Large Language Models are Geographically Biased (2402.02680v2)

Published 5 Feb 2024 in cs.CL, cs.AI, cs.CY, and cs.LG

Abstract: LLMs inherently carry the biases contained in their training corpora, which can lead to the perpetuation of societal harm. As the impact of these foundation models grows, understanding and evaluating their biases becomes crucial to achieving fairness and accuracy. We propose to study what LLMs know about the world we live in through the lens of geography. This approach is particularly powerful as there is ground truth for the numerous aspects of human life that are meaningfully projected onto geographic space such as culture, race, language, politics, and religion. We show various problematic geographic biases, which we define as systemic errors in geospatial predictions. Initially, we demonstrate that LLMs are capable of making accurate zero-shot geospatial predictions in the form of ratings that show strong monotonic correlation with ground truth (Spearman's $\rho$ of up to 0.89). We then show that LLMs exhibit common biases across a range of objective and subjective topics. In particular, LLMs are clearly biased against locations with lower socioeconomic conditions (e.g. most of Africa) on a variety of sensitive subjective topics such as attractiveness, morality, and intelligence (Spearman's $\rho$ of up to 0.70). Finally, we introduce a bias score to quantify this and find that there is significant variation in the magnitude of bias across existing LLMs. Code is available on the project website: https://rohinmanvi.github.io/GeoLLM

PDF Abstract

Geographic Biases in LLMs

The academic paper titled "LLMs are Geographically Biased" critically examines the biases inherent in LLMs through the geographical lens. The primary focus is to evaluate the systemic errors these models make in geospatial predictions, a novel dimension of bias assessment. By leveraging geography, a multifaceted and globally inclusive perspective on culture, race, language, economics, politics, and religion is applied to ascertain the biases in LLMs.

Methodology and Findings

The researchers have opted to paper LLMs' knowledge through geographic indicators because many aspects of human life are inherently tied to geography. The approach proposed in this paper involves zero-shot geospatial predictions where LLMs are prompted to rate locations based on a given topic without being fine-tuned for the task. The predictions are then assessed against ground truths using metrics like Spearman's rank correlation (p). This rigorous method ensures the models' biases are revealed in an unmitigated state, offering a clearer view into their predispositions.

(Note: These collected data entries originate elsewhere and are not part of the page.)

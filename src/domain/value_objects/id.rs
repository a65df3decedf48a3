//! Typed UUID identifiers.
//!
//! `Id<K>` wraps a UUID v4 string and is parameterized by a zero-sized kind
//! marker, so a `PostId` cannot be passed where a `UserId` is expected. The
//! kind exists only at the type level and is never serialized.

use std::fmt;
use std::hash::{Hash, Hasher};
use std::marker::PhantomData;
use std::str::FromStr;

use once_cell::sync::Lazy;
use regex::Regex;
use serde::{Deserialize, Deserializer, Serialize, Serializer};

use super::ValueObject;
use crate::shared::error::{DomainError, DomainResult};
use crate::shared::id_generator::{IdGenerator, UuidV4Generator};

static UUID_V4: Lazy<Regex> = Lazy::new(|| {
    Regex::new(
        r"^[0-9a-fA-F]{8}-[0-9a-fA-F]{4}-4[0-9a-fA-F]{3}-[89abAB][0-9a-fA-F]{3}-[0-9a-fA-F]{12}$",
    )
    .expect("valid uuid regex")
});

/// Logical entity kind of an identifier.
pub trait IdKind: 'static {
    const NAME: &'static str;
}

macro_rules! id_kind {
    ($(#[$meta:meta])* $kind:ident => $alias:ident) => {
        $(#[$meta])*
        #[derive(Debug, Clone, Copy, PartialEq, Eq, Hash)]
        pub enum $kind {}

        impl IdKind for $kind {
            const NAME: &'static str = stringify!($alias);
        }

        $(#[$meta])*
        pub type $alias = Id<$kind>;
    };
}

id_kind!(/// Identifies a user.
    UserKind => UserId);
id_kind!(/// Identifies a post.
    PostKind => PostId);
id_kind!(/// Identifies a comment.
    CommentKind => CommentId);
id_kind!(/// Identifies a post or comment like.
    LikeKind => LikeId);
id_kind!(/// Identifies a block relationship.
    BlockedUserKind => BlockedUserId);

/// UUID-backed identifier of kind `K`.
pub struct Id<K: IdKind> {
    value: String,
    _kind: PhantomData<fn() -> K>,
}

impl<K: IdKind> Id<K> {
    /// Build an identifier from a known UUID string (e.g. a database row).
    /// The stored value is the canonical lowercase form, matching how
    /// UUID columns compare.
    pub fn create(value: &str) -> DomainResult<Self> {
        let value = value.trim();
        Self::validate(value)?;
        Ok(Self::new_unchecked(value.to_ascii_lowercase()))
    }

    /// Generate a fresh random identifier.
    pub fn generate() -> Self {
        Self::new_unchecked(UuidV4Generator.generate())
    }

    /// Generate an identifier through a pluggable generator. The generated
    /// value is validated like any other input.
    pub fn generate_with(generator: &dyn IdGenerator) -> DomainResult<Self> {
        Self::create(&generator.generate())
    }

    pub fn value(&self) -> &str {
        &self.value
    }

    /// Compares the string values. Kinds are already equal by construction.
    pub fn is_equal(&self, other: &Self) -> bool {
        self.value == other.value
    }

    fn new_unchecked(value: String) -> Self {
        Self {
            value,
            _kind: PhantomData,
        }
    }
}

impl<K: IdKind> ValueObject for Id<K> {
    type Props = str;

    fn validate(value: &str) -> DomainResult<()> {
        if value.trim().is_empty() {
            return Err(DomainError::invalid("Id", "Id cannot be empty"));
        }

        if !UUID_V4.is_match(value) {
            return Err(DomainError::invalid(
                "Id",
                "Invalid Id format. Id must be a UUID.",
            ));
        }

        Ok(())
    }
}

impl<K: IdKind> Clone for Id<K> {
    fn clone(&self) -> Self {
        Self::new_unchecked(self.value.clone())
    }
}

impl<K: IdKind> PartialEq for Id<K> {
    fn eq(&self, other: &Self) -> bool {
        self.is_equal(other)
    }
}

impl<K: IdKind> Eq for Id<K> {}

impl<K: IdKind> Hash for Id<K> {
    fn hash<H: Hasher>(&self, state: &mut H) {
        self.value.hash(state);
    }
}

impl<K: IdKind> fmt::Debug for Id<K> {
    fn fmt(&self, f: &mut fmt::Formatter<'_>) -> fmt::Result {
        write!(f, "{}({})", K::NAME, self.value)
    }
}

impl<K: IdKind> fmt::Display for Id<K> {
    fn fmt(&self, f: &mut fmt::Formatter<'_>) -> fmt::Result {
        f.write_str(&self.value)
    }
}

impl<K: IdKind> FromStr for Id<K> {
    type Err = DomainError;

    fn from_str(s: &str) -> Result<Self, Self::Err> {
        Self::create(s)
    }
}

impl<K: IdKind> Serialize for Id<K> {
    fn serialize<S: Serializer>(&self, serializer: S) -> Result<S::Ok, S::Error> {
        serializer.serialize_str(&self.value)
    }
}

impl<'de, K: IdKind> Deserialize<'de> for Id<K> {
    fn deserialize<D: Deserializer<'de>>(deserializer: D) -> Result<Self, D::Error> {
        let raw = String::deserialize(deserializer)?;
        Self::create(&raw).map_err(serde::de::Error::custom)
    }
}
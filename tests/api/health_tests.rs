//! Health Check API Tests

use axum::http::StatusCode;

use crate::common::TestApp;

#[tokio::test]
async fn test_health_check_returns_ok() {
    let app = TestApp::new();

    let response = app.get("/health").await;

    assert_eq!(response.status, StatusCode::OK);
    assert_eq!(response.body["status"], "healthy");
    assert!(response.body.get("version").is_some());
}

#[tokio::test]
async fn test_unknown_route_is_404() {
    let app = TestApp::new();

    let response = app.get("/api/v1/nothing-here").await;

    assert_eq!(response.status, StatusCode::NOT_FOUND);
}
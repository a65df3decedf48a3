//! Application Error Types
//!
//! Every failure raised by the server belongs to exactly one family:
//!
//! - **Domain**: an invariant of the domain model was violated
//! - **Application**: a use-case precondition failed
//! - **Infrastructure**: a collaborator (database, hasher) failed unexpectedly
//! - **Internal**: anything that could not be classified
//!
//! Each error carries a stable [`ErrorCode`]. The HTTP layer only ever looks at
//! that code (see [`super::http_status`]).

use std::fmt;

use serde::Serialize;
use serde_json::{json, Value};

/// Result type used by the domain layer.
pub type DomainResult<T> = Result<T, DomainError>;

/// Stable machine-readable error codes.
#[derive(Debug, Clone, Copy, PartialEq, Eq, Hash)]
pub enum ErrorCode {
    // Domain
    InvalidValueObject,
    InvalidEntityTimestamps,
    AliasAlreadyUsed,
    EmailAlreadyUsed,
    UserAlreadyLikedPost,
    UserAlreadyLikedComment,
    CannotBlockYourself,
    UserAlreadyBlocked,
    ExceededPostImageLimit,

    // Application
    NotFound,
    InvalidCredentials,
    MissingRequiredFields,
    MissingRequiredParameters,
    UserIsNotBlocked,

    // Infrastructure
    BlockUserPersistence,
    PersistenceFailure,

    // Internal
    UnknownError,
}

impl ErrorCode {
    /// Every declared code, in declaration order.
    pub const ALL: [ErrorCode; 17] = [
        Self::InvalidValueObject,
        Self::InvalidEntityTimestamps,
        Self::AliasAlreadyUsed,
        Self::EmailAlreadyUsed,
        Self::UserAlreadyLikedPost,
        Self::UserAlreadyLikedComment,
        Self::CannotBlockYourself,
        Self::UserAlreadyBlocked,
        Self::ExceededPostImageLimit,
        Self::NotFound,
        Self::InvalidCredentials,
        Self::MissingRequiredFields,
        Self::MissingRequiredParameters,
        Self::UserIsNotBlocked,
        Self::BlockUserPersistence,
        Self::PersistenceFailure,
        Self::UnknownError,
    ];

    /// Wire representation of the code.
    pub const fn as_str(&self) -> &'static str {
        match self {
            Self::InvalidValueObject => "INVALID_VALUE_OBJECT",
            Self::InvalidEntityTimestamps => "INVALID_ENTITY_TIMESTAMPS",
            Self::AliasAlreadyUsed => "ALIAS_ALREADY_USED",
            Self::EmailAlreadyUsed => "EMAIL_ALREADY_USED",
            Self::UserAlreadyLikedPost => "USER_ALREADY_LIKED_POST",
            Self::UserAlreadyLikedComment => "USER_ALREADY_LIKED_COMMENT",
            Self::CannotBlockYourself => "CANNOT_BLOCK_YOURSELF",
            Self::UserAlreadyBlocked => "USER_ALREADY_BLOCKED",
            Self::ExceededPostImageLimit => "EXCEEDED_POST_IMAGE_LIMIT",
            Self::NotFound => "NOT_FOUND",
            Self::InvalidCredentials => "INVALID_CREDENTIALS",
            Self::MissingRequiredFields => "MISSING_REQUIRED_FIELDS",
            Self::MissingRequiredParameters => "MISSING_REQUIRED_PARAMETERS",
            Self::UserIsNotBlocked => "USER_IS_NOT_BLOCKED",
            Self::BlockUserPersistence => "BLOCK_USER_PERSISTENCE",
            Self::PersistenceFailure => "PERSISTENCE_FAILURE",
            Self::UnknownError => "UNKNOWN_ERROR",
        }
    }

    /// Parse a wire code. Unknown codes yield `None`.
    pub fn parse(code: &str) -> Option<Self> {
        Self::ALL.into_iter().find(|c| c.as_str() == code)
    }
}

impl fmt::Display for ErrorCode {
    fn fmt(&self, f: &mut fmt::Formatter<'_>) -> fmt::Result {
        f.write_str(self.as_str())
    }
}

/// Error family, rendered as the `type` field of an error response.
#[derive(Debug, Clone, Copy, PartialEq, Eq, Serialize)]
pub enum ErrorKind {
    Domain,
    Application,
    Infrastructure,
    Internal,
}

/// Violations of domain invariants.
#[derive(Debug, Clone, PartialEq, Eq, thiserror::Error)]
pub enum DomainError {
    /// A value object rejected its input. `field` names the value object.
    #[error("{message}")]
    InvalidValueObject { field: &'static str, message: String },

    #[error("Entity creation date cannot be after updated date")]
    InvalidEntityTimestamps,

    #[error("Alias already used: {0}")]
    AliasAlreadyUsed(String),

    #[error("Email already used: {0}")]
    EmailAlreadyUsed(String),

    #[error("User cannot like a post more than once")]
    UserAlreadyLikedPost,

    #[error("User cannot like a comment more than once")]
    UserAlreadyLikedComment,

    #[error("You cannot block yourself")]
    CannotBlockYourself,

    #[error("User already blocked: {0}")]
    UserAlreadyBlocked(String),

    #[error("It is not possible to add more than {limit} images to a post")]
    ExceededImageLimit { limit: usize },
}

impl DomainError {
    /// Shorthand for an [`DomainError::InvalidValueObject`].
    pub fn invalid(field: &'static str, message: impl Into<String>) -> Self {
        Self::InvalidValueObject {
            field,
            message: message.into(),
        }
    }

    pub fn code(&self) -> ErrorCode {
        match self {
            Self::InvalidValueObject { .. } => ErrorCode::InvalidValueObject,
            Self::InvalidEntityTimestamps => ErrorCode::InvalidEntityTimestamps,
            Self::AliasAlreadyUsed(_) => ErrorCode::AliasAlreadyUsed,
            Self::EmailAlreadyUsed(_) => ErrorCode::EmailAlreadyUsed,
            Self::UserAlreadyLikedPost => ErrorCode::UserAlreadyLikedPost,
            Self::UserAlreadyLikedComment => ErrorCode::UserAlreadyLikedComment,
            Self::CannotBlockYourself => ErrorCode::CannotBlockYourself,
            Self::UserAlreadyBlocked(_) => ErrorCode::UserAlreadyBlocked,
            Self::ExceededImageLimit { .. } => ErrorCode::ExceededPostImageLimit,
        }
    }

    fn details(&self) -> Option<Value> {
        match self {
            Self::InvalidValueObject { field, .. } => Some(json!({ "field": field })),
            _ => None,
        }
    }
}

fn plural(noun: &str, items: &[String]) -> String {
    if items.len() > 1 {
        format!("{noun}s")
    } else {
        noun.to_string()
    }
}

/// Use-case level failures.
#[derive(Debug, Clone, PartialEq, Eq, thiserror::Error)]
pub enum ApplicationError {
    #[error("{0}")]
    NotFound(String),

    #[error("Email or password invalid")]
    InvalidCredentials,

    #[error("Missing required {}: [{}]", plural("field", .0), .0.join(", "))]
    MissingRequiredFields(Vec<String>),

    #[error("Missing required {}: [{}]", plural("parameter", .0), .0.join(", "))]
    MissingRequiredParameters(Vec<String>),

    #[error("User is not blocked")]
    UserIsNotBlocked { user_id: String },
}

impl ApplicationError {
    pub fn not_found(message: impl Into<String>) -> Self {
        Self::NotFound(message.into())
    }

    pub fn code(&self) -> ErrorCode {
        match self {
            Self::NotFound(_) => ErrorCode::NotFound,
            Self::InvalidCredentials => ErrorCode::InvalidCredentials,
            Self::MissingRequiredFields(_) => ErrorCode::MissingRequiredFields,
            Self::MissingRequiredParameters(_) => ErrorCode::MissingRequiredParameters,
            Self::UserIsNotBlocked { .. } => ErrorCode::UserIsNotBlocked,
        }
    }

    fn details(&self) -> Option<Value> {
        match self {
            Self::UserIsNotBlocked { user_id } => Some(json!({ "userId": user_id })),
            _ => None,
        }
    }
}

/// Collaborator failures. The original cause is kept as text and rendered
/// as `details`.
#[derive(Debug, Clone, PartialEq, Eq, thiserror::Error)]
pub enum InfrastructureError {
    #[error("Failed to persist blocked user with id: {id}. Reason: {reason}")]
    BlockUserPersistence { id: String, reason: String },

    #[error("Persistence failure: {0}")]
    Persistence(String),
}

impl InfrastructureError {
    pub fn code(&self) -> ErrorCode {
        match self {
            Self::BlockUserPersistence { .. } => ErrorCode::BlockUserPersistence,
            Self::Persistence(_) => ErrorCode::PersistenceFailure,
        }
    }

    fn details(&self) -> Option<Value> {
        match self {
            Self::BlockUserPersistence { reason, .. } | Self::Persistence(reason) => {
                Some(json!({ "original": reason }))
            }
        }
    }
}

impl From<sqlx::Error> for InfrastructureError {
    fn from(err: sqlx::Error) -> Self {
        Self::Persistence(err.to_string())
    }
}

/// Application error type
#[derive(Debug, Clone, PartialEq, Eq, thiserror::Error)]
pub enum AppError {
    #[error(transparent)]
    Domain(#[from] DomainError),

    #[error(transparent)]
    Application(#[from] ApplicationError),

    #[error(transparent)]
    Infrastructure(#[from] InfrastructureError),

    #[error("{0}")]
    Internal(String),
}

impl From<sqlx::Error> for AppError {
    fn from(err: sqlx::Error) -> Self {
        Self::Infrastructure(err.into())
    }
}

impl AppError {
    pub fn code(&self) -> ErrorCode {
        match self {
            Self::Domain(e) => e.code(),
            Self::Application(e) => e.code(),
            Self::Infrastructure(e) => e.code(),
            Self::Internal(_) => ErrorCode::UnknownError,
        }
    }

    pub fn kind(&self) -> ErrorKind {
        match self {
            Self::Domain(_) => ErrorKind::Domain,
            Self::Application(_) => ErrorKind::Application,
            Self::Infrastructure(_) => ErrorKind::Infrastructure,
            Self::Internal(_) => ErrorKind::Internal,
        }
    }

    pub fn details(&self) -> Option<Value> {
        match self {
            Self::Domain(e) => e.details(),
            Self::Application(e) => e.details(),
            Self::Infrastructure(e) => e.details(),
            Self::Internal(_) => None,
        }
    }

    /// Build the client-visible error body.
    pub fn to_response(&self) -> ErrorResponse {
        ErrorResponse {
            code: self.code().as_str().to_string(),
            kind: self.kind(),
            message: self.to_string(),
            details: self.details(),
        }
    }
}

/// Error response body
#[derive(Debug, Clone, PartialEq, Serialize)]
pub struct ErrorResponse {
    pub code: String,
    #[serde(rename = "type")]
    pub kind: ErrorKind,
    pub message: String,
    #[serde(skip_serializing_if = "Option::is_none")]
    pub details: Option<Value>,
}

The authors introduce a "bias score" that quantifies geographic bias. It incorporates the mean absolute deviation (MAD) of output ratings and Spearman's rank correlation relative to an anchoring bias distribution, such as infant survival rate, which serves as a proxy for socioeconomic conditions. This quantitative assessment shows significant variation in bias across models, revealing the nuanced nature of geographic biases.

In terms of specific results, LLMs demonstrated strong monotonic correlation with ground truth geospatial data on objective topics like population density and infant mortality rate, with Spearman's p reaching up to 0.89. However, the research also uncovered troubling biases. Particularly, the LLMs showed biases against locations characterized by lower socioeconomic conditions across subjective topics such as attractiveness and morality, with correlations of up to 0.70 when measured against infant survival rates.

Implications

The implications of these findings are both practical and theoretical. On a practical level, the biases documented suggest that deployers of LLMs should exercise caution, particularly in applications where geographic context is critical. These biases could perpetuate harmful stereotypes or unjustly disadvantage less represented communities in applications spanning from automated decision-making to content creation.

Theoretically, this work opens new pathways for bias mitigation strategies. By identifying geographic bias footprints, researchers can hone strategies for corpus balancing and model training adjustments. Additionally, the introduction of a specific bias score for geographic context provides a valuable tool for benchmarking LLMs against various bias indicators.

Future Research Directions

Future research could extend beyond the evaluations presented, such as exploring interventions that directly reduce the geographical bias footprint. This could include more nuanced training data adjustments that better represent underrepresented regions of the world. Furthermore, examining the interactions between geographic biases and other forms of bias (e.g., gender, race) could yield more comprehensive bias amelioration techniques.

Overall, while LLMs possess impressive capabilities in zero-shot geospatial prediction, the work clearly indicates the need for an improved understanding of the latent biases embedded within these systems. Researchers and practitioners must consider these findings in the ongoing development and deployment of AI systems that are fair and equitable across geographic divides.